[Start of Attachment]

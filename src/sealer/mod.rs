//! Sealer abstraction and implementations.
//!
//! The benchmark drives every sealing and proof-of-storage operation through the
//! [`Sealer`] trait. [`ExternalSealer`] delegates to a proof-library executable;
//! [`MockSealer`] produces deterministic artifacts for tests and dry runs.

mod external;
mod mock;
mod select;
mod traits;

pub use external::{ExternalSealer, ExternalSealerConfig};
pub use mock::{MockCall, MockConfig, MockOp, MockSealer};
pub use select::{SealerKind, SealerSettings};
pub use traits::Sealer;
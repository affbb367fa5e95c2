//! Sealer trait: the opaque proof-library collaborator.

use std::io::Read;

use cid::Cid;

use crate::BenchResult;
use crate::core::{
    ActorId, PieceInfo, PoStProof, PoStVerifyInfo, RegisteredPoStProof, SealTicket,
    SealVerifyInfo, SealedSectorInfo, SectorCids, SectorId, SectorRef, UnpaddedPieceSize,
};

/// Operations of the sealing and proof-of-storage library.
///
/// Every call is blocking. Verification calls return `Ok(false)` when a proof is
/// invalid and `Err` only when the library itself fails.
pub trait Sealer: Send + Sync {
    /// Returns the sealer name (e.g., "mock", "external").
    fn name(&self) -> &str;

    /// Returns the sealer version, if available.
    fn version(&self) -> Option<String>;

    /// Write `size` bytes from `data` into the sector as a single piece.
    fn add_piece(
        &self,
        sector: &SectorRef,
        size: UnpaddedPieceSize,
        data: &mut dyn Read,
    ) -> BenchResult<PieceInfo>;

    /// Replication phase 1; returns opaque bytes consumed by PreCommit2.
    fn pre_commit1(
        &self,
        sector: &SectorRef,
        ticket: &SealTicket,
        pieces: &[PieceInfo],
    ) -> BenchResult<Vec<u8>>;

    /// Replication phase 2; produces the sealed and unsealed commitments.
    fn pre_commit2(&self, sector: &SectorRef, phase1_out: &[u8]) -> BenchResult<SectorCids>;

    /// Commit phase 1; returns opaque bytes consumed by Commit2.
    fn commit1(
        &self,
        sector: &SectorRef,
        ticket: &SealTicket,
        seed: &[u8; 32],
        pieces: &[PieceInfo],
        cids: &SectorCids,
    ) -> BenchResult<Vec<u8>>;

    /// Commit phase 2; computes the seal proof.
    fn commit2(&self, sector: &SectorRef, phase1_out: &[u8]) -> BenchResult<Vec<u8>>;

    fn verify_seal(&self, info: &SealVerifyInfo) -> BenchResult<bool>;

    /// Re-derive `size` unsealed bytes at `offset` into the sector's unsealed file.
    fn unseal_piece(
        &self,
        sector: &SectorRef,
        offset: u64,
        size: UnpaddedPieceSize,
        ticket: &SealTicket,
        unsealed_cid: &Cid,
    ) -> BenchResult<()>;

    /// Drop intermediate cache files of a sealed sector.
    fn finalize_sector(&self, sector: &SectorRef) -> BenchResult<()>;

    /// Indices (into `eligible` sectors) challenged for a winning proof.
    fn generate_winning_post_sector_challenge(
        &self,
        proof: RegisteredPoStProof,
        miner: ActorId,
        randomness: &[u8; 32],
        eligible: u64,
    ) -> BenchResult<Vec<u64>>;

    fn generate_winning_post(
        &self,
        miner: ActorId,
        sectors: &[SealedSectorInfo],
        randomness: &[u8; 32],
    ) -> BenchResult<Vec<PoStProof>>;

    fn verify_winning_post(&self, info: &PoStVerifyInfo) -> BenchResult<bool>;

    /// Returns the proofs and the sectors that had to be skipped.
    fn generate_window_post(
        &self,
        miner: ActorId,
        sectors: &[SealedSectorInfo],
        randomness: &[u8; 32],
    ) -> BenchResult<(Vec<PoStProof>, Vec<SectorId>)>;

    fn verify_window_post(&self, info: &PoStVerifyInfo) -> BenchResult<bool>;
}
//! Core types and schemas for seal-bench.
//!
//! Sector identity, commitments and randomness, plus the `BenchResults` schema (v1)
//! used for all benchmark outputs.

pub mod commitment;
pub mod env;
pub mod schema;
pub mod sector;

// Re-export key types for convenience
pub use commitment::{
    PieceInfo, PoStProof, PoStVerifyInfo, SealSeed, SealTicket, SealVerifyInfo, SealedSectorInfo,
    SectorCids, SeedPolicy,
};
pub use env::{EnvCapture, PROOF_ENV_KEYS};
pub use schema::{
    Anomaly, BenchResults, HeatLabel, PostTimings, RunResult, SCHEMA_VERSION, SectorOutcome, Stage,
    StageTiming,
};
pub use sector::{
    ActorId, PaddedPieceSize, RegisteredPoStProof, RegisteredSealProof, SectorId, SectorNumber,
    SectorRef, SectorSize, UnpaddedPieceSize,
};
//! Engine module: drives sectors through the sealing stages.
//!
//! # Architecture
//!
//! - **StageGate** (`gate`): bounds how many sectors run an expensive stage at
//!   once. One gate per bounded stage, shared by all workers.
//! - **SectorPipeline** (`pipeline`): the stage chain for one sector, with each
//!   stage also callable on its own.
//! - **Orchestrator** (`orchestrator`): AddPiece for every sector, then a fixed
//!   pool of workers each sealing a contiguous block of sectors.
//! - **PoSt phase** (`post`): winning and window proofs over the sealed sectors,
//!   run after sealing completes.
//!
//! # Boundaries
//!
//! - The engine never touches proof cryptography; that is the `Sealer`'s job.
//! - Aggregation and rendering of timings live in `crate::report`.

pub mod gate;
pub mod orchestrator;
pub mod pipeline;
pub mod post;

// Re-export key types for convenience
pub use gate::{GatePermit, StageGate};
pub use orchestrator::{ParallelConfig, PieceSource, SealingPlan, run_seals};
pub use pipeline::{PipelineOptions, SaveCommit2Input, SectorPipeline, StageGates};
pub use post::{PostOutcome, random_challenge, run_post};
pub mod config;
pub mod core;
pub mod engine;
pub mod report;
pub mod sealer;
pub mod storage;
pub mod store;

pub mod prove_cmd;
pub mod recovery_cmd;
pub mod sealing_cmd;
pub mod stage_cmd;

use std::path::PathBuf;

use serde::{Deserialize, Serialize};
use thiserror::Error;

use crate::core::{SectorId, Stage};

#[derive(Debug, Error)]
pub enum BenchError {
    /// Invalid parameters, detected before any work starts.
    #[error("configuration error: {0}")]
    Config(String),
    #[error("parallelism factor must cleanly divide the sector count ({sectors} sectors, {workers} workers)")]
    Partition { sectors: u64, workers: usize },
    #[error("{stage} failed for sector {sector}: {source}")]
    Stage {
        stage: Stage,
        sector: SectorId,
        #[source]
        source: Box<BenchError>,
    },
    #[error("checkpoint {}: {source}", path.display())]
    Checkpoint {
        path: PathBuf,
        #[source]
        source: Box<BenchError>,
    },
    #[error(transparent)]
    Io(#[from] std::io::Error),
    #[error(transparent)]
    Json(#[from] serde_json::Error),
    #[error("{0}")]
    Message(String),
    #[error(transparent)]
    Anyhow(#[from] anyhow::Error),
}

impl BenchError {
    /// Wrap an error with the stage and sector it happened in.
    pub fn at_stage(self, stage: Stage, sector: SectorId) -> Self {
        BenchError::Stage {
            stage,
            sector,
            source: Box::new(self),
        }
    }

    /// Stage name and sector of a stage failure, if this is one.
    pub fn stage(&self) -> Option<(Stage, SectorId)> {
        match self {
            BenchError::Stage { stage, sector, .. } => Some((*stage, *sector)),
            _ => None,
        }
    }
}

pub type BenchResult<T> = Result<T, BenchError>;

#[derive(Debug, Clone, Serialize, Deserialize, Default, PartialEq)]
pub struct SystemInfo {
    pub cpu_model: Option<String>,
    pub cpu_cores_logical: Option<usize>,
    pub cpu_cores_physical: Option<usize>,
    pub total_ram_bytes: Option<u64>,
    pub os: Option<String>,
}

// Shared helpers
pub fn collect_system_info() -> SystemInfo {
    use sysinfo::System;
    let mut sys = System::new_all();
    sys.refresh_all();
    let cpu_model = sys.cpus().first().map(|c| c.brand().to_string());
    let cpu_cores_logical = Some(sys.cpus().len());
    let cpu_cores_physical = sys.physical_core_count();
    let total_ram_bytes = Some(sys.total_memory());
    let os = System::name();
    SystemInfo { cpu_model, cpu_cores_logical, cpu_cores_physical, total_ram_bytes, os }
}

pub fn now_rfc3339() -> String {
    time::OffsetDateTime::now_utc()
        .format(&time::format_description::well_known::Rfc3339)
        .unwrap_or_default()
}

/// Expand a leading `~` to the user's home directory.
pub fn expand_home(path: &std::path::Path) -> PathBuf {
    let Ok(rest) = path.strip_prefix("~") else {
        return path.to_path_buf();
    };
    match std::env::var_os("HOME") {
        Some(home) => PathBuf::from(home).join(rest),
        None => path.to_path_buf(),
    }
}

[End of Attachment]

**ACTIVITY**
Everything from the line containing "pub struct SystemInfo" through the line containing "let cpu_model = sys.cpus().first().map(|c|" in the material above should be retyped exactly, both ends included, and nothing more.

**EXERCISE OUTPUT**
pub struct SystemInfo {
    pub cpu_model: Option<String>,
    pub cpu_cores_logical: Option<usize>,
    pub cpu_cores_physical: Option<usize>,
    pub total_ram_bytes: Option<u64>,
    pub os: Option<String>,
}

// Shared helpers
pub fn collect_system_info() -> SystemInfo {
    use sysinfo::System;
    let mut sys = System::new_all();
    sys.refresh_all();
    let cpu_model = sys.cpus().first().map(|c| c.brand().to_string());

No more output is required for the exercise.